§ **EXERCISE REQUIREMENTS**
Copy every entry exactly.

(Stored data entries)
[Start of section]
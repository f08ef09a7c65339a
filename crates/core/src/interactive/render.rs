use crate::catalog::BookDetails;

const MISSING: &str = "N/A";

fn or_missing(value: Option<impl ToString>) -> String {
    value.map(|v| v.to_string()).unwrap_or_else(|| MISSING.to_string())
}

fn join_or_missing(values: &[String]) -> String {
    if values.is_empty() {
        MISSING.to_string()
    } else {
        values.join(", ")
    }
}

/// Format the detail block printed after a selection.
pub fn render_details(details: &BookDetails) -> String {
    let lines = [
        String::new(),
        "--- Book Details ---".to_string(),
        format!("Title: {}", details.title),
        format!("Authors: {}", join_or_missing(&details.authors)),
        format!("Publisher: {}", or_missing(details.publisher.as_deref())),
        format!("Published Date: {}", or_missing(details.published_date.as_deref())),
        format!("Page Count: {}", or_missing(details.page_count)),
        format!("Categories: {}", join_or_missing(&details.categories)),
        format!("Language: {}", or_missing(details.language.as_deref())),
        format!("Preview Link: {}", or_missing(details.preview_link.as_deref())),
        format!("Description: {}", or_missing(details.description.as_deref())),
        "--------------------".to_string(),
        String::new(),
    ];
    lines.join("\n")
}

#[cfg(test)]
mod tests {
    use super::*;
    use crate::testing::fixtures;

    #[test]
    fn test_render_full_record() {
        let details = fixtures::google_book("A1", "Dune", "Frank Herbert");
        let text = render_details(&details);

        assert!(text.starts_with("\n--- Book Details ---\nTitle: Dune\n"));
        assert!(text.contains("Authors: Frank Herbert\n"));
        assert!(text.contains("Page Count: 412\n"));
        assert!(text.contains("Categories: Fiction\n"));
        assert!(text.ends_with("--------------------\n"));
    }

    #[test]
    fn test_render_missing_fields_as_na() {
        let mut details = fixtures::openlibrary_book("OL1W", "Dune", "Frank Herbert");
        details.description = None;
        details.categories.clear();

        let text = render_details(&details);
        assert!(text.contains("Publisher: N/A\n"));
        assert!(text.contains("Page Count: N/A\n"));
        assert!(text.contains("Categories: N/A\n"));
        assert!(text.contains("Description: N/A\n"));
    }
}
[End of section]
§ **WORKED SOLUTION**
repository f08ef09a7c65339a
filename crates/core/src/interactive/render.rs
use crate::catalog::BookDetails;

const MISSING: &str = "N/A";

fn or_missing(value: Option<impl ToString>) -> String {
    value.map(|v| v.to_string()).unwrap_or_else(|| MISSING.to_string())
}

fn join_or_missing(values: &[String]) -> String {
    if values.is_empty() {
        MISSING.to_string()
    } else {
        values.join(", ")
    }
}

/// Format the detail block printed after a selection.
pub fn render_details(details: &BookDetails) -> String {
    let lines = [
        String::new(),
        "--- Book Details ---".to_string(),
        format!("Title: {}", details.title),
        format!("Authors: {}", join_or_missing(&details.authors)),
        format!("Publisher: {}", or_missing(details.publisher.as_deref())),
        format!("Published Date: {}", or_missing(details.published_date.as_deref())),
        format!("Page Count: {}", or_missing(details.page_count)),
        format!("Categories: {}", join_or_missing(&details.categories)),
        format!("Language: {}", or_missing(details.language.as_deref())),
        format!("Preview Link: {}", or_missing(details.preview_link.as_deref())),
        format!("Description: {}", or_missing(details.description.as_deref())),
        "--------------------".to_string(),
        String::new(),
    ];
    lines.join("\n")
}

#[cfg(test)]
mod tests {
    use super::*;
    use crate::testing::fixtures;

    #[test]
    fn test_render_full_record() {
        let details = fixtures::google_book("A1", "Dune", "Frank Herbert");
        let text = render_details(&details);

        assert!(text.starts_with("\n--- Book Details ---\nTitle: Dune\n"));
        assert!(text.contains("Authors: Frank Herbert\n"));
        assert!(text.contains("Page Count: 412\n"));
        assert!(text.contains("Categories: Fiction\n"));
        assert!(text.ends_with("--------------------\n"));
    }

    #[test]
    fn test_render_missing_fields_as_na() {
        let mut details = fixtures::openlibrary_book("OL1W", "Dune", "Frank Herbert");
        details.description = None;
        details.categories.clear();

        let text = render_details(&details);
        assert!(text.contains("Publisher: N/A\n"));
        assert!(text.contains("Page Count: N/A\n"));
        assert!(text.contains("Categories: N/A\n"));
        assert!(text.contains("Description: N/A\n"));
    }
}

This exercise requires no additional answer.